(Extracted material)

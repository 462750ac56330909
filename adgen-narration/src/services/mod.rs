//! Remote provider clients

pub mod openai_stt_client;
pub mod openai_tts_client;

pub use openai_stt_client::OpenAiTranscriptionClient;
pub use openai_tts_client::OpenAiSpeechClient;

use governor::{DefaultDirectRateLimiter, Quota, RateLimiter};
use std::time::Duration;

/// Request pacing: one request per `min_interval_ms`, None when 0
pub(crate) fn request_limiter(min_interval_ms: u64) -> Option<DefaultDirectRateLimiter> {
    Quota::with_period(Duration::from_millis(min_interval_ms)).map(RateLimiter::direct)
}

/// Wait for a request permit when pacing is configured
pub(crate) async fn pace(limiter: Option<&DefaultDirectRateLimiter>) {
    if let Some(limiter) = limiter {
        limiter.until_ready().await;
    }
}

(End Extracted material)

Aim of the task – From the line that contains "None when 0" to the last line of the material above, repeat every line exactly, keeping both the first and the last.

Problem solution –
/// Request pacing: one request per `min_interval_ms`, None when 0
pub(crate) fn request_limiter(min_interval_ms: u64) -> Option<DefaultDirectRateLimiter> {
    Quota::with_period(Duration::from_millis(min_interval_ms)).map(RateLimiter::direct)
}

/// Wait for a request permit when pacing is configured
pub(crate) async fn pace(limiter: Option<&DefaultDirectRateLimiter>) {
    if let Some(limiter) = limiter {
        limiter.until_ready().await;
    }
}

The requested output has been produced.